An Italian displaced from Florence at the onset of The Great War, Rinaldo Allegri made his way to London, whereupon he became a car salesman, employing his charming foreignness, winning smile and his skill of making sure he always had his client's fullest attention to engage in a lucrative career.
Following the automotive slump years of 1922 to 1929, Allegri was now out of a job. With his newly grown love for riddles and crossword puzzles to keep his always-active mind occupied, his entrepreneurial side saw the profit in Britain's skyrocketing crime rates and became a consulting detective. And just the very first job he'd need to market himself to the world of victims and victims' families everywhere had fallen perfectly in his lap...

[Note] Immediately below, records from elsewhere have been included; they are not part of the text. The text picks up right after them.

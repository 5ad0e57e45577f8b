/*
 * Copyright (c) godot-rust; Bromeon and contributors.
 * This Source Code Form is subject to the terms of the Mozilla Public
 * License, v. 2.0. If a copy of the MPL was not distributed with this
 * file, You can obtain one at https://mozilla.org/MPL/2.0/.
 */

/// Declares the marker type of an engine class, with its place in the hierarchy.
///
/// `inherits` lists all strict ancestors; the reflexive `Inherits<Self>` comes from a blanket impl.
macro_rules! engine_class {
    (
        $( #[$attr:meta] )*
        $Class:ident : $Base:ty,
        memory = $Memory:ty,
        inherits = [ $( $Ancestor:ty ),* ],
        virtuals = $virtuals:expr $(,)?
    ) => {
        $( #[$attr] )*
        ///
        /// Instances are only accessible through [`Gd`](crate::obj::Gd).
        pub struct $Class {
            _cannot_construct: (),
        }

        impl $crate::obj::GodotClass for $Class {
            type Base = $Base;
            type Memory = $Memory;

            const CLASS_NAME: &'static str = stringify!($Class);
            const VIRTUAL_METHODS: &'static [$crate::registry::VirtualMethodSpec] = $virtuals;
        }

        impl $crate::obj::EngineClass for $Class {}

        $(
            // SAFETY: the engine class hierarchy is fixed.
            unsafe impl $crate::obj::Inherits<$Ancestor> for $Class {}
        )*
    };
}

/// Implements `Inherits` of an engine class and all of its ancestors for a user class. Used by `declare_class!`.
#[macro_export]
#[doc(hidden)]
macro_rules! __inherits_engine_class {
    ($Derived:ty, Object) => {
        // SAFETY: `declare_class!` registers the class with this base.
        unsafe impl $crate::obj::Inherits<$crate::classes::Object> for $Derived {}
    };
    ($Derived:ty, RefCounted) => {
        unsafe impl $crate::obj::Inherits<$crate::classes::RefCounted> for $Derived {}
        $crate::__inherits_engine_class!($Derived, Object);
    };
    ($Derived:ty, Resource) => {
        unsafe impl $crate::obj::Inherits<$crate::classes::Resource> for $Derived {}
        $crate::__inherits_engine_class!($Derived, RefCounted);
    };
    ($Derived:ty, Node) => {
        unsafe impl $crate::obj::Inherits<$crate::classes::Node> for $Derived {}
        $crate::__inherits_engine_class!($Derived, Object);
    };
    ($Derived:ty, Node2D) => {
        unsafe impl $crate::obj::Inherits<$crate::classes::Node2D> for $Derived {}
        $crate::__inherits_engine_class!($Derived, Node);
    };
}
/*
 * Copyright (c) godot-rust; Bromeon and contributors.
 * This Source Code Form is subject to the terms of the Mozilla Public
 * License, v. 2.0. If a copy of the MPL was not distributed with this
 * file, You can obtain one at https://mozilla.org/MPL/2.0/.
 */

//! Object lifetime, reference counts and the class methods that the engine exposes through method binds.

use std::ffi::{c_char, c_void};

use gdbridge::builtin::Vector2;
use gdbridge::sys::{self, VariantType};

use super::builtins::{assign_handle, new_string, string_ref};
use super::classdb::{call_virtual, construct};
use super::state::{
    engine, header_id, record_log, LogEntry, LogLevel, ObjectHeader, ObjectState, RefCount, REF_COUNTED_BIT,
};
use super::variant::{copy_cell, destroy_cell, VariantCell};

/// `NOTIFICATION_PREDELETE`, sent to extension instances right before they are freed.
const NOTIFICATION_PREDELETE: i64 = 1;

pub(super) fn engine_error(function: &str, message: impl Into<String>) {
    record_log(LogEntry {
        level: LogLevel::Error,
        message: message.into(),
        function: function.to_string(),
        file: file!().to_string(),
        line: 0,
    });
}

// ----------------------------------------------------------------------------------------------------------------------------------------------
// Lifetime

/// Allocates an object of an engine class. Ref-counted objects start with one pending reference.
pub(super) fn create_object(engine_class: &'static str) -> sys::GDExtensionObjectPtr {
    let mut engine = engine();
    let ref_counted = engine.inherits(engine_class, "RefCounted");
    let id = engine.next_instance_id(ref_counted);

    let header: &'static mut ObjectHeader = Box::leak(Box::new(ObjectHeader { id }));
    let ptr = header as *mut ObjectHeader as usize;

    let name = if engine.inherits(engine_class, "Node") {
        engine_class.to_string()
    } else {
        String::new()
    };

    engine.objects.insert(
        id,
        ObjectState {
            ptr,
            engine_class,
            extension: None,
            refcount: ref_counted.then_some(RefCount {
                count: 1,
                init_pending: true,
            }),
            parent: None,
            children: Vec::new(),
            meta: Vec::new(),
            name,
            position: Vector2::ZERO,
            rotation: 0.0,
            ready: false,
        },
    );

    ptr as sys::GDExtensionObjectPtr
}

/// Destroys an object and, recursively, its children.
///
/// Extension instances receive `NOTIFICATION_PREDELETE` first, then are freed through their class. No lock is held while
/// extension code runs.
pub(super) fn destroy_object(id: u64) {
    let (ptr, has_extension, parent) = {
        let engine = engine();
        match engine.objects.get(&id) {
            Some(state) => (state.obj_ptr(), state.extension.is_some(), state.parent),
            None => {
                engine_error("object_destroy", format!("object {id:#x} is not alive"));
                return;
            }
        }
    };

    if has_extension {
        let what = NOTIFICATION_PREDELETE;
        let args = [(&what as *const i64).cast::<c_void>()];
        // SAFETY: `ptr` is live; `_notification` takes one int.
        unsafe { call_virtual(ptr, "_notification", &args, std::ptr::null_mut()) };
    }

    let children = {
        let mut engine = engine();
        if let Some(parent) = parent.and_then(|parent| engine.objects.get_mut(&parent)) {
            parent.children.retain(|&(child, _)| child != id);
        }

        match engine.objects.get_mut(&id) {
            Some(state) => std::mem::take(&mut state.children),
            None => return,
        }
    };

    for (child, _) in children {
        if let Some(state) = engine().objects.get_mut(&child) {
            state.parent = None;
        }
        destroy_object(child);
    }

    let extension = {
        let engine = engine();
        engine
            .objects
            .get(&id)
            .and_then(|state| state.extension.clone())
            .and_then(|(class, instance)| {
                let class = engine.extension_classes.get(class.as_str()).copied()?;
                Some((class, instance))
            })
    };

    if let Some((class, instance)) = extension {
        if let Some(free_instance) = class.free_instance {
            // SAFETY: the instance was handed over in `object_set_instance` and is freed exactly once, here.
            unsafe { free_instance(class.userdata as *mut c_void, instance as *mut c_void) };
        }
    }

    let removed = engine().objects.remove(&id);
    if let Some(state) = removed {
        for (_, cell) in state.meta {
            // SAFETY: meta values are owned by the object.
            unsafe { destroy_cell(cell) };
        }
    }
}

/// Adds a reference to a ref-counted object, if it is alive.
pub(super) fn add_reference(id: u64) {
    if id & REF_COUNTED_BIT == 0 {
        return;
    }

    if let Some(refcount) = engine().objects.get_mut(&id).and_then(|state| state.refcount.as_mut()) {
        refcount.count += 1;
    }
}

/// Drops a reference held by the engine, destroying the object with the last one.
pub(super) fn drop_reference(id: u64) {
    if id & REF_COUNTED_BIT == 0 {
        return;
    }

    let last = match engine().objects.get_mut(&id).and_then(|state| state.refcount.as_mut()) {
        Some(refcount) => {
            refcount.count -= 1;
            refcount.count <= 0
        }
        None => false,
    };

    if last {
        destroy_object(id);
    }
}

// ----------------------------------------------------------------------------------------------------------------------------------------------
// Interface functions

pub(super) unsafe extern "C" fn object_destroy(obj: sys::GDExtensionObjectPtr) {
    match header_id(obj) {
        Some(id) => destroy_object(id),
        None => engine_error("object_destroy", "null object"),
    }
}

A seemingly impossible murder, the editor-in-chief of newspaper The Daily Hermes was found shot in the chest in his 25th floor office preceding the mysterious disappearance of his body. Only ten minutes earlier had Daily Hermes speculative reporter Ezra Hawkins stormed out of his office in a huff. Ezra Hawkins was soon to be tried with murder.
That is, of course, until Rinaldo Allegri, who was convinced his poor man could never have been the killer, comes onto the scene. "Uffa!", he makes a flourished gesture with his hands, "The English police are the most dim! The killer leads them along like the horse to the carrot on a string. Yet... che partita! Just like the silly murder novels, too!"
Actually, Poirot wasn't his only inspiration! :P Anthony Horowitz, writer of the Alex Rider series, tried his hand at detective fiction. Horowitz wrote The Word is Murder and The Sentence is Death, featuring modern Sherlockian detective Daniel Hawthorne. But he also wrote Magpie Murders a meta-mystery wherein we read a full (fictional) transcript of a Golden Age-styled murder mystery from fictional writer Alan Conway, also called Magpie Murders and featuring "series" sleuth Atticus Pünd, which in turn takes place inside of a modern crime-style murder mystery of the outside Magpie Murders.
Obviously Atticus Pünd is German, and he's also obviously a Poirot expy. For further proof, see the other books he fictionally starred in such as Atticus Pünd Investigates, Atticus Pund Takes the Case, Night Comes Calling, Atticus Pund's Christmas and Gin & Cyanide. I just thought Italian was the perfect
excuse to learn Italianaddition to our quirky foreign detectives that we all love.
As for Rinaldo Allegri, I would call him "swarthy" or "bronzed", having come from Venice! His inhibitions are few, his shiny blue suits many!